Britain plans total electronic surveillance of roads

In trial runs, the high-tech system increased arrests per officer tenfold.

First there was closed-circuit TV. Then speed cameras. Then DNA profiling, plans for ID cards, and cellphone data storage.

In March, Britain will enhance its reputation as the surveillance capital of the West with a global first: recording the movements of all cars on the road and storing the data for at least two years.

It's a network of thousands of cameras harnessed to software that can read car license plates, check them against a central database, and alert police to suspected criminals or terrorists.Police chiefs are thrilled at the technology, arguing it will provide an unrivaled crime-fighting tool that will also aid antiterror efforts.

In regional trial runs, the number of arrests per officer shot up from around 10 per year to 100 per year. Convictions also increased.

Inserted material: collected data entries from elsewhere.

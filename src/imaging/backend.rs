//! Drawing surface trait and the scene elements it understands.
//!
//! A [`Surface`] receives a flat list of [`Element`]s in paint order and
//! exports the result as PNG bytes. Two production surfaces exist:
//!
//! | Surface | Pipeline |
//! |---|---|
//! | [`VectorSurface`](super::vector_backend::VectorSurface) | elements → SVG → `usvg` → `resvg` pixmap → PNG |
//! | [`RasterSurface`](super::raster_backend::RasterSurface) | elements painted straight onto a `tiny_skia` pixmap → PNG |
//!
//! Both must accept every element variant, so the capture engine can switch
//! between them without touching the scene.

use super::params::Color;
use image::RgbaImage;
use std::sync::Arc;
use thiserror::Error;

#[derive(Error, Debug)]
pub enum SurfaceError {
    #[error("scene could not be built: {0}")]
    Scene(String),
    #[error("render failed: {0}")]
    Render(String),
    #[error("PNG encoding failed: {0}")]
    Encode(String),
}

/// How an image element is clipped.
#[derive(Debug, Clone, Copy, PartialEq, Eq)]
pub enum Clip {
    None,
    /// Clip to the largest circle inscribed in the element box.
    Circle,
}

#[derive(Debug, Clone, Copy, PartialEq, Eq)]
pub enum FontWeight {
    Regular,
    Bold,
}

#[derive(Debug, Clone, Copy, PartialEq, Eq)]
pub enum TextAnchor {
    Start,
    Middle,
}

/// One paintable primitive. Coordinates are canvas pixels (before the
/// pixel ratio is applied).
#[derive(Debug, Clone, PartialEq)]
pub enum Element {
    Rect {
        x: f32,
        y: f32,
        width: f32,
        height: f32,
        fill: Color,
        corner_radius: f32,
    },
    Circle {
        cx: f32,
        cy: f32,
        r: f32,
        fill: Color,
    },
    /// Two-stop diagonal gradient (top-left to bottom-right) in a circle.
    GradientCircle {
        cx: f32,
        cy: f32,
        r: f32,
        from: Color,
        to: Color,
    },
    Image {
        x: f32,
        y: f32,
        width: f32,
        height: f32,
        pixels: Arc<RgbaImage>,
        clip: Clip,
    },
    /// Single line of text. `y` is the baseline.
    Text {
        x: f32,
        y: f32,
        content: String,
        font_size: f32,
        weight: FontWeight,
        fill: Color,
        anchor: TextAnchor,
    },
    /// Verification badge: filled circle with a check mark.
    Badge {
        cx: f32,
        cy: f32,
        r: f32,
        fill: Color,
    },
}

/// Something that can paint elements and export PNG bytes.
pub trait Surface {
    /// Paint `elements` in order on top of whatever is already drawn.
    fn draw(&mut self, elements: &[Element]) -> Result<(), SurfaceError>;

    /// Encode the current contents as PNG.
    fn export(&mut self) -> Result<Vec<u8>, SurfaceError>;
}

#[cfg(test)]
pub mod tests {
    use super::*;

    /// Test surface that records what it was asked to draw and exports a
    /// canned byte buffer.
    pub struct RecordingSurface {
        pub drawn: Vec<Element>,
        pub output: Vec<u8>,
        pub fail_draw: bool,
    }

    impl RecordingSurface {
        pub fn new(output: Vec<u8>) -> Self {
            Self {
                drawn: Vec::new(),
                output,
                fail_draw: false,
            }
        }

        pub fn failing() -> Self {
            Self {
                fail_draw: true,
                ..Self::new(Vec::new())
            }
        }
    }

    impl Surface for RecordingSurface {
        fn draw(&mut self, elements: &[Element]) -> Result<(), SurfaceError> {
            if self.fail_draw {
                return Err(SurfaceError::Render("recording surface told to fail".into()));
            }
            self.drawn.extend_from_slice(elements);
            Ok(())
        }

        fn export(&mut self) -> Result<Vec<u8>, SurfaceError> {
            Ok(self.output.clone())
        }
    }

    #[test]
    fn recording_surface_keeps_paint_order() {
        let mut surface = RecordingSurface::new(vec![1, 2, 3]);
        surface
            .draw(&[
                Element::Circle {
                    cx: 1.0,
                    cy: 1.0,
                    r: 1.0,
                    fill: Color::BLACK,
                },
                Element::Badge {
                    cx: 2.0,
                    cy: 2.0,
                    r: 1.0,
                    fill: Color::WHITE,
                },
            ])
            .unwrap();
        assert!(matches!(surface.drawn[0], Element::Circle { .. }));
        assert!(matches!(surface.drawn[1], Element::Badge { .. }));
        assert_eq!(surface.export().unwrap(), vec![1, 2, 3]);
    }

    #[test]
    fn failing_surface_errors_on_draw() {
        let mut surface = RecordingSurface::failing();
        assert!(surface.draw(&[]).is_err());
    }
}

But civil liberty activists are aghast at yet another move by the authorities to spy on citizens in the name of security and law and order, warning of a growing bank of Orwellian technology.

"The freedom and anonymity of the open road is something that is culturally important here," says Simon Davies, director of Privacy International. "Now like some scene in '1984,' the fact that we will travel and be detected and analyzed changes the whole psyche of the nation."

In their defense, police say they need the best technology available to reduce perennially rising crime rates and face an acute terror threat.

"Criminals use cars, it's as simple as that," says John Dean, a retired officer who is coordinating the rollout of the automatic number plate recognition (ANPR) program.

"It's taken a while to get the police service to realize that this can make a significant difference to crime detection and terrorism."

Same cameras, new cross-checking

Britain's 30 million motorists have long been used to assiduous roadside camera surveillance, be it to deter speeding or monitor London's congestion charge - an £8 ($14) fee charged for driving into central London during business hours.

But the ANPR nationwide system will use the extensive camera network already in place as well as new cameras to capturelicenseplates from as many as 50 million cars a day and store them in a vast databank with date, time, and location stamps.

Within a matter of seconds, the database will signal whether the car may be of interest to police, cross-checking the plate against a list of stolen and suspect vehicles and also verifying for proper insurance, taxation, and roadworthiness. Dedicated ANPR operators will then alert roadside units to the rogue vehicle.

"People who drive stolen cars often steal them as a result of burglary," says Mr. Dean, so you might find property in the back or other material. It's very efficient."

Police say life is about to get tougher for criminals, whether they are involved with drugs, firearms, identity fraud, or property theft.

Or terrorism. At least one vehicle was used to convey the July 7 bombers and their materials part of the way to London last year. Police are not saying that ANPR would automatically have foiled the plot. But Dean says the technology, already in use at a local level in some parts of the country, had brought "benefits to the investigation."

Tracking movements over a long period

Even if an immediate arrest is not possible, the data will help the authorities build up an intelligence picture of the movements of suspicious vehicles and analyze journeys that drivers have made over several years. The intelligence service MI5 will also use the database, according to Frank Whiteley, a senior police officer.

But not everyone thinks that trusting cameras and cops is a good idea.Already in Britain there is a fierce lobby opposed to the proliferation of speed cameras, which many see as a tool of the tax man rather than a road safety enforcer.

Some wonder whether ANPR, which will cost tens of millions of pounds to set up, will be used primarily to drum up fines and revenues from road-tax delinquents.

Nigel Humphries of the Association of British Drivers lobby group worries that "real criminals have cars that can't be traced anyway." He says the system may offer benefits, but "there need to be safeguards."

Parliament should have oversight

Edward Garnier, a Conservative MP and spokesman on home affairs, says that Parliament, not the police, should act as arbiters over the system because of its implications for the criminal justice system and for civil liberties.

"I can understand why the police want to use this technology but they should not be the arbiters," he says.

Privacy and civil liberty champions take a more fundamental opposition to the scheme. Mr. Davies of Privacy International, likens it to "weeding with a bulldozer."

"So long as you believe that every person in government and authority is just and fair and that the machinery of the state never screws up, then it's fine," he says. In fact, the ANPR technology has fallen well short of a 100 percent score in policing London's congestion fee. Other police databases have similarly proven fallible.

Opponents of surveillance say Britain is rapidly emerging as the biggest of Big Brother societies, a "database state" with an increasing tendency for automated answers to social questions.

The government still plans to use biometric identity cards beginning in 2008, together with a national database. A national DNA database already has samples from 1 in 10 British adults, more than 100,000 of whom have never been charged or even cautioned. And last month, Britain persuaded its European partners to join it in storing data from cellphone records for up to two years as a counter-terrorism tool.

And it may not stop there.

Experts are already working on systems that can automatically recognize human faces and it may not be long before machines can pick out a "suspicious" face in a crowd. Many on both left and right of the political spectrum find the growing use of surveillance disturbing.

"Frankly I don't want to see a society in which the Big Brother element comes to the fore," says MP Garnier.